Parasites are transported
The results were included in the “Slime Watch” report by the British campaign Be Lungworm Aware. This wants to draw attention to how quickly the dog parasite Angiostrongylus vasorum can spread with snails. Dogs can easily swallow it with even the smallest slugs found on toys or in puddles, for example. The parasites then invade the lungs and, depending on the severity of the infestation, symptoms are ranging from fits of coughing, bleeding, vomiting, and diarrhea to circulatory failure. If there is a suspicion that a dog is infected with lungworm, a veterinarian should be consulted immediately – then the disease can also be easily treated.
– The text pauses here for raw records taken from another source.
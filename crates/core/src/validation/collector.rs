//! Violation collector.
//!
//! Validators record the outcome of each rule group on a [`Report`]. In
//! fail-fast mode the first violation halts the validator through `?`; in
//! collect-all mode recording continues and every independent group runs.

use crate::config::ValidationMode;

use super::rules::{FieldViolation, Rejection, RuleResult};

/// Signal that a validator must stop evaluating further rule groups.
#[derive(Debug, Clone, Copy, PartialEq, Eq)]
pub struct Halted;

/// Accumulates violations for one submission.
#[derive(Debug)]
pub struct Report {
    mode: ValidationMode,
    violations: Vec<FieldViolation>,
}

impl Report {
    pub fn new(mode: ValidationMode) -> Self {
        Self {
            mode,
            violations: Vec::new(),
        }
    }

    pub fn mode(&self) -> ValidationMode {
        self.mode
    }

    /// Record one rule group's outcome. Halts only in fail-fast mode.
    pub fn record(&mut self, outcome: RuleResult) -> Result<(), Halted> {
        match outcome {
            Ok(()) => Ok(()),
            Err(violation) => {
                tracing::trace!(
                    field = violation.field.as_deref().unwrap_or("__all__"),
                    message = %violation.message,
                    "Rule violated"
                );
                self.violations.push(violation);
                match self.mode {
                    ValidationMode::FailFast => Err(Halted),
                    ValidationMode::CollectAll => Ok(()),
                }
            }
        }
    }

    /// Record the outcome of a step later groups depend on. A failed
    /// prerequisite always halts, whatever the mode.
    pub fn prerequisite<T>(&mut self, outcome: Result<T, FieldViolation>) -> Result<T, Halted> {
        match outcome {
            Ok(value) => Ok(value),
            Err(violation) => {
                let _ = self.record(Err(violation));
                Err(Halted)
            }
        }
    }

    /// Record a batch of violations gathered by one rule group. The whole
    /// batch is kept before a fail-fast halt.
    pub fn extend(&mut self, violations: Vec<FieldViolation>) -> Result<(), Halted> {
        let mut outcome = Ok(());
        for violation in violations {
            if self.record(Err(violation)).is_err() {
                outcome = Err(Halted);
            }
        }
        outcome
    }

    pub fn is_clean(&self) -> bool {
        self.violations.is_empty()
    }

    /// Finish the report for `form`, converting recorded violations into a rejection.
    pub fn finish(self, form: &str, subject_identifier: Option<&str>) -> Result<(), Rejection> {
        if self.violations.is_empty() {
            return Ok(());
        }
        tracing::debug!(
            form,
            subject_identifier = subject_identifier.unwrap_or_default(),
            violations = self.violations.len(),
            "Submission rejected"
        );
        Err(Rejection::new(self.violations))
    }
}

#[cfg(test)]
mod tests {
    use super::*;
    use crate::validation::rules::RuleKind;

    fn violation(field: &str) -> RuleResult {
        Err(FieldViolation::field(field, RuleKind::Required, "required"))
    }

    #[test]
    fn fail_fast_halts_on_first_violation() {
        let mut report = Report::new(ValidationMode::FailFast);
        assert_eq!(report.record(Ok(())), Ok(()));
        assert_eq!(report.record(violation("a")), Err(Halted));
        let rejection = report.finish("test", None).unwrap_err();
        assert_eq!(rejection.len(), 1);
    }

    #[test]
    fn collect_all_keeps_going() {
        let mut report = Report::new(ValidationMode::CollectAll);
        assert_eq!(report.record(violation("a")), Ok(()));
        assert_eq!(report.record(violation("b")), Ok(()));
        let rejection = report.finish("test", None).unwrap_err();
        assert!(rejection.has_field("a"));
        assert!(rejection.has_field("b"));
    }

    #[test]
    fn failed_prerequisite_halts_in_collect_all() {
        let mut report = Report::new(ValidationMode::CollectAll);
        let outcome: Result<i32, _> = Err(FieldViolation::global(
            RuleKind::MissingRecord,
            "complete the ultrasound form",
        ));
        assert_eq!(report.prerequisite(outcome), Err(Halted));
        assert!(!report.is_clean());
    }

    #[test]
    fn extend_keeps_whole_batch_before_halting() {
        let mut report = Report::new(ValidationMode::FailFast);
        let batch = vec![
            FieldViolation::field("a", RuleKind::Consistency, "zero"),
            FieldViolation::field("b", RuleKind::Consistency, "zero"),
        ];
        assert_eq!(report.extend(batch), Err(Halted));
        assert_eq!(report.finish("test", None).unwrap_err().len(), 2);
    }

    #[test]
    fn clean_report_finishes_ok() {
        let report = Report::new(ValidationMode::FailFast);
        assert!(report.finish("test", Some("B142-040990462-6")).is_ok());
    }
}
The parasite, which originally occurs primarily in France, Denmark, and England, has spread more and more in recent years, not only in Great Britain. Dieter Barutzki from the Freiburg Veterinary Laboratory published a study in 2010, according to which this type of lungworm is now relatively widespread, especially in southwest Germany. In this country, too, snails are an important intermediate host and thus pose a risk of infection for man’s best friend.